- INPUT RECORDS:
= = = = = = =
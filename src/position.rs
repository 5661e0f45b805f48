//! Detailed cursor positions
//!
//! The classifier reduces a cursor to exactly one [`DetailedPosition`]. Each
//! variant carries only the fields its suggestion handler needs.

use crate::definitions::ParamType;
use serde::Serialize;

#[derive(Debug, Clone, PartialEq, Eq, Serialize)]
#[serde(tag = "type", rename_all = "snake_case")]
pub enum DetailedPosition {
    /// Top level of the query, outside any more specific construct
    InsideQuery {
        /// `by (...)` / `without (...)` may follow here
        can_add_grouping: bool,
        /// The text ends with an aggregation name and whitespace (`sum `)
        is_after_aggregation_name: bool,
        /// A new expression may start here (empty query, after `(` or an operator)
        expects_expression: bool,
    },
    /// Right after a binary operator
    AfterOperator { signature_types: Vec<ParamType> },
    /// Inside the parentheses of `by (...)` / `without (...)`
    InsideGrouping { is_complete_label: bool },
    /// After `{`, after a `,` in a label map, or after a complete matcher
    AfterLabelBrace {
        is_complete_label: bool,
        metric: Option<String>,
    },
    /// After a label name, before its matcher operator
    AfterLabelName {
        label: String,
        metric: Option<String>,
    },
    /// After a label matcher operator, before its value
    AfterLabelOperator {
        label: String,
        operator: String,
        metric: Option<String>,
    },
    /// Inside an unterminated label value string
    InsideLabelValue {
        label: String,
        metric: Option<String>,
    },
    /// Right after the closing `}` of a label map
    AfterLabelSelector {
        can_suggest_range_selector: bool,
        metric: Option<String>,
    },
    /// Right after a bare metric name
    AfterMetric {
        metric: String,
        can_suggest_range_selector: bool,
    },
    /// Inside `[` of a range selector
    InsideRangeSelector,
    /// At an argument slot of a function call
    InsideFunctionArgs {
        function: Option<String>,
        signature_types: Vec<ParamType>,
        can_suggest_comma_in_function_args: bool,
    },
    /// After a complete argument with whitespace, before `,` or `)`
    AfterCompleteArg {
        function: String,
        /// Index of the next parameter
        param_index: usize,
        /// Expected types of the next parameter
        signature_types: Vec<ParamType>,
        /// Expected types of the argument just completed
        current_types: Vec<ParamType>,
        can_add_comma: bool,
    },
}

/// Fieldless discriminant of [`DetailedPosition`]
#[derive(Debug, Clone, Copy, PartialEq, Eq, Hash)]
pub enum PositionKind {
    InsideQuery,
    AfterOperator,
    InsideGrouping,
    AfterLabelBrace,
    AfterLabelName,
    AfterLabelOperator,
    InsideLabelValue,
    AfterLabelSelector,
    AfterMetric,
    InsideRangeSelector,
    InsideFunctionArgs,
    AfterCompleteArg,
}

impl PositionKind {
    pub const ALL: [PositionKind; 12] = [
        Self::InsideQuery,
        Self::AfterOperator,
        Self::InsideGrouping,
        Self::AfterLabelBrace,
        Self::AfterLabelName,
        Self::AfterLabelOperator,
        Self::InsideLabelValue,
        Self::AfterLabelSelector,
        Self::AfterMetric,
        Self::InsideRangeSelector,
        Self::InsideFunctionArgs,
        Self::AfterCompleteArg,
    ];

    /// The serialized `type` tag
    #[must_use]
    pub fn as_str(self) -> &'static str {
        match self {
            Self::InsideQuery => "inside_query",
            Self::AfterOperator => "after_operator",
            Self::InsideGrouping => "inside_grouping",
            Self::AfterLabelBrace => "after_label_brace",
            Self::AfterLabelName => "after_label_name",
            Self::AfterLabelOperator => "after_label_operator",
            Self::InsideLabelValue => "inside_label_value",
            Self::AfterLabelSelector => "after_label_selector",
            Self::AfterMetric => "after_metric",
            Self::InsideRangeSelector => "inside_range_selector",
            Self::InsideFunctionArgs => "inside_function_args",
            Self::AfterCompleteArg => "after_complete_arg",
        }
    }
}

impl DetailedPosition {
    #[must_use]
    pub fn kind(&self) -> PositionKind {
        match self {
            Self::InsideQuery { .. } => PositionKind::InsideQuery,
            Self::AfterOperator { .. } => PositionKind::AfterOperator,
            Self::InsideGrouping { .. } => PositionKind::InsideGrouping,
            Self::AfterLabelBrace { .. } => PositionKind::AfterLabelBrace,
            Self::AfterLabelName { .. } => PositionKind::AfterLabelName,
            Self::AfterLabelOperator { .. } => PositionKind::AfterLabelOperator,
            Self::InsideLabelValue { .. } => PositionKind::InsideLabelValue,
            Self::AfterLabelSelector { .. } => PositionKind::AfterLabelSelector,
            Self::AfterMetric { .. } => PositionKind::AfterMetric,
            Self::InsideRangeSelector => PositionKind::InsideRangeSelector,
            Self::InsideFunctionArgs { .. } => PositionKind::InsideFunctionArgs,
            Self::AfterCompleteArg { .. } => PositionKind::AfterCompleteArg,
        }
    }

    /// Shorthand for a label-brace position
    #[must_use]
    pub fn label_brace(is_complete_label: bool, metric: Option<String>) -> Self {
        Self::AfterLabelBrace {
            is_complete_label,
            metric,
        }
    }

    /// Function-argument slot with no type constraint
    #[must_use]
    pub fn unconstrained_args() -> Self {
        Self::InsideFunctionArgs {
            function: None,
            signature_types: Vec::new(),
            can_suggest_comma_in_function_args: false,
        }
    }
}
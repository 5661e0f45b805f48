//! High-level API for PromQL editor support
//!
//! This module ties the parser, the position classifier and the suggestion
//! dispatcher together behind one handle.

use crate::classification::{self, ClassificationResult};
use crate::classifier::{self, text};
use crate::completion::CompletionResult;
use crate::error::Error;
use crate::parser;
use crate::position::DetailedPosition;
use crate::registry::Registry;
use crate::schema::Schema;
use crate::suggestions::{self, SuggestionContext};
use crate::types::ValidationResult;

/// PromQL language service
///
/// This is the main entry point for editor integrations. It holds a
/// reference to the definitions registry and offers completions, cursor
/// positions, syntax validation and highlighting on top of it.
///
/// # Example
///
/// ```no_run
/// use promql_language_tools::{Column, PromqlLanguageService, Schema};
///
/// fn main() -> Result<(), promql_language_tools::Error> {
///     let service = PromqlLanguageService::new()?;
///
///     // Syntax-only validation
///     let result = service.validate_syntax("rate(http_requests_total[5m])");
///     assert!(result.is_valid());
///
///     // Completions with schema
///     let schema = Schema::new()
///         .column(Column::counter("http_requests_total"))
///         .column(Column::keyword("job"));
///     let query = "sum(rate(http_requests_total[5m])) by (";
///     let completions = service.get_completions(query, query.len(), Some(&schema));
///     assert!(completions.contains("job"));
///     Ok(())
/// }
/// ```
#[derive(Debug, Clone, Copy)]
pub struct PromqlLanguageService<'r> {
    registry: &'r Registry,
}

impl PromqlLanguageService<'static> {
    /// Create a new service over the default registry
    ///
    /// The registry comes from the file named by
    /// `PROMQL_LANGUAGE_TOOLS_DEFINITIONS` when set, and from the built-in
    /// PromQL tables otherwise. It is loaded once per process.
    ///
    /// # Errors
    ///
    /// Returns an error if:
    /// - The definitions file cannot be read
    /// - The file is not valid definitions JSON
    /// - The tables contain duplicate or unusable definitions
    pub fn new() -> Result<Self, Error> {
        let registry = Registry::default_registry()?;
        Ok(Self { registry })
    }
}

impl<'r> PromqlLanguageService<'r> {
    /// Create a service over a caller-provided registry
    #[must_use]
    pub fn with_registry(registry: &'r Registry) -> Self {
        Self { registry }
    }

    #[must_use]
    pub fn registry(&self) -> &'r Registry {
        self.registry
    }

    /// Classify the cursor position within `query`
    ///
    /// # Arguments
    ///
    /// * `query` - The PromQL query text
    /// * `cursor_position` - Cursor position (0-based byte offset, clamped to the text)
    #[must_use]
    pub fn get_query_position(&self, query: &str, cursor_position: usize) -> DetailedPosition {
        let parsed = parser::parse(query);
        classifier::get_query_position(self.registry, &parsed.query, cursor_position, query)
    }

    /// Get completion suggestions at a cursor position
    ///
    /// Returns completion items (functions, operators, labels, fields,
    /// durations, ...) that fit the position of the cursor.
    ///
    /// # Arguments
    ///
    /// * `query` - The PromQL query text
    /// * `cursor_position` - Cursor position (0-based byte offset)
    /// * `schema` - Optional schema for field and label suggestions
    ///
    /// # Returns
    ///
    /// A `CompletionResult` whose items carry `edit_start`: the start of
    /// the word being typed for items that replace it, the cursor for
    /// punctuation and operators.
    #[must_use]
    pub fn get_completions(
        &self,
        query: &str,
        cursor_position: usize,
        schema: Option<&Schema>,
    ) -> CompletionResult {
        let cursor = text::clamp_cursor(query, cursor_position);
        let position = self.get_query_position(query, cursor);
        let ctx = SuggestionContext {
            registry: self.registry,
            schema,
        };

        let edit_start = text::word_start(query, cursor);
        let mut items = suggestions::suggest(&ctx, &position);
        for item in &mut items {
            item.edit_start = if item.kind.replaces_word() {
                edit_start
            } else {
                cursor
            };
        }

        log::trace!(
            "Completions at {cursor} in {query:?}: {} items ({})",
            items.len(),
            position.kind().as_str()
        );
        CompletionResult { items }
    }

    /// Validate a PromQL query for syntax errors
    ///
    /// # Returns
    ///
    /// A `ValidationResult` containing the parser's diagnostics.
    #[must_use]
    pub fn validate_syntax(&self, query: &str) -> ValidationResult {
        ValidationResult::from_diagnostics(parser::parse(query).diagnostics)
    }

    /// Get syntax classifications for a PromQL query (for syntax highlighting)
    #[must_use]
    pub fn get_classifications(&self, query: &str) -> ClassificationResult {
        classification::classify(self.registry, query)
    }
}

#[cfg(test)]
mod tests {
    use super::*;
    use crate::classification::ClassificationKind;
    use crate::position::PositionKind;
    use crate::schema::Column;

    fn service() -> PromqlLanguageService<'static> {
        let _ = env_logger::builder().is_test(true).try_init();
        PromqlLanguageService::with_registry(Registry::builtin().expect("builtin registry"))
    }

    fn schema() -> Schema {
        Schema::with_index("metrics-*")
            .column(Column::counter("http_requests_total"))
            .column(Column::gauge("memory_bytes"))
            .column(Column::keyword("job"))
            .column(Column::keyword("instance"))
    }

    #[test]
    fn test_validate_syntax_valid() {
        let result = service().validate_syntax(r#"sum by (job) (rate(http_requests_total{code=~"5.."}[5m]))"#);
        assert!(result.is_valid());
        assert!(result.diagnostics().is_empty());
    }

    #[test]
    fn test_validate_syntax_invalid() {
        let result = service().validate_syntax("rate(x[5m]");
        assert!(!result.is_valid());
        assert!(result.has_errors());
        let error = result.errors().next().expect("error");
        assert_eq!(error.line, 1);
    }

    #[test]
    fn test_get_classifications() {
        let result = service().get_classifications("rate(up[5m])");
        assert!(!result.spans.is_empty(), "Expected classification spans");
        assert_eq!(result.spans[0].kind, ClassificationKind::Function);
    }

    #[test]
    fn test_get_completions_in_grouping() {
        let schema = schema();
        let query = "sum(rate(http_requests_total[5m])) by (";
        let result = service().get_completions(query, query.len(), Some(&schema));
        assert_eq!(result.labels(), vec!["job", "instance"]);
        assert!(result.items.iter().all(|i| i.edit_start == query.len()));
    }

    #[test]
    fn test_get_completions_replaces_current_word() {
        let schema = schema();
        let query = "sum";
        let result = service().get_completions(query, query.len(), Some(&schema));
        assert!(result.contains("sum"));
        assert!(result.contains("http_requests_total"));
        assert!(result.items.iter().all(|i| i.edit_start == 0));

        // appended after the metric, not replacing it
        let query = "rate(http_requests_total";
        let result = service().get_completions(query, query.len(), Some(&schema));
        let bracket = result.items.iter().find(|i| i.label == "[").expect("range");
        assert_eq!(bracket.edit_start, query.len());
    }

    #[test]
    fn test_get_completions_after_operator() {
        let schema = schema();
        let query = "http_requests_total / ";
        let result = service().get_completions(query, query.len(), Some(&schema));
        assert!(result.contains("memory_bytes"));
        assert!(result.contains("0"));
        assert!(!result.contains("job"));
    }

    #[test]
    fn test_get_completions_after_range_argument() {
        let schema = schema();
        for query in ["rate(up[5m] ", r#"rate(up{a="b"}[5m] "#] {
            let result = service().get_completions(query, query.len(), Some(&schema));
            assert!(result.contains("+"), "{query:?}");
            assert!(!result.contains("[5m]"), "{query:?}");
        }
    }

    #[test]
    fn test_get_completions_past_last_parameter() {
        let schema = schema();
        for query in ["abs(x, ", "clamp(up, 1, 2, "] {
            let result = service().get_completions(query, query.len(), Some(&schema));
            assert!(!result.contains("rate"), "{query:?}");
            assert!(!result.contains("http_requests_total"), "{query:?}");
        }
    }

    #[test]
    fn test_get_completions_for_partial_function_name() {
        let query = "sum(ra";
        let result = service().get_completions(query, query.len(), None);
        let rate = result.items.iter().find(|i| i.label == "rate").expect("rate");
        assert_eq!(rate.edit_start, 4);
    }

    #[test]
    fn test_get_completions_in_label_value_is_empty() {
        let query = r#"up{job="a"#;
        let result = service().get_completions(query, query.len(), None);
        assert!(result.items.is_empty());
    }

    #[test]
    fn test_query_position_through_service() {
        let service = service();
        assert_eq!(
            service.get_query_position("rate(up[", 8).kind(),
            PositionKind::InsideRangeSelector
        );
        // past the end is clamped
        assert_eq!(
            service.get_query_position("rate(", 99).kind(),
            PositionKind::InsideFunctionArgs
        );
    }
}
= = = = = = =
- TASK INSTRUCTIONS:
Retype the line containing "let service = service();" and each line after it through the end of the listing, exactly, leaving out everything else.

- TASK RESPONSE:
        let service = service();
        assert_eq!(
            service.get_query_position("rate(up[", 8).kind(),
            PositionKind::InsideRangeSelector
        );
        // past the end is clamped
        assert_eq!(
            service.get_query_position("rate(", 99).kind(),
            PositionKind::InsideFunctionArgs
        );
    }
}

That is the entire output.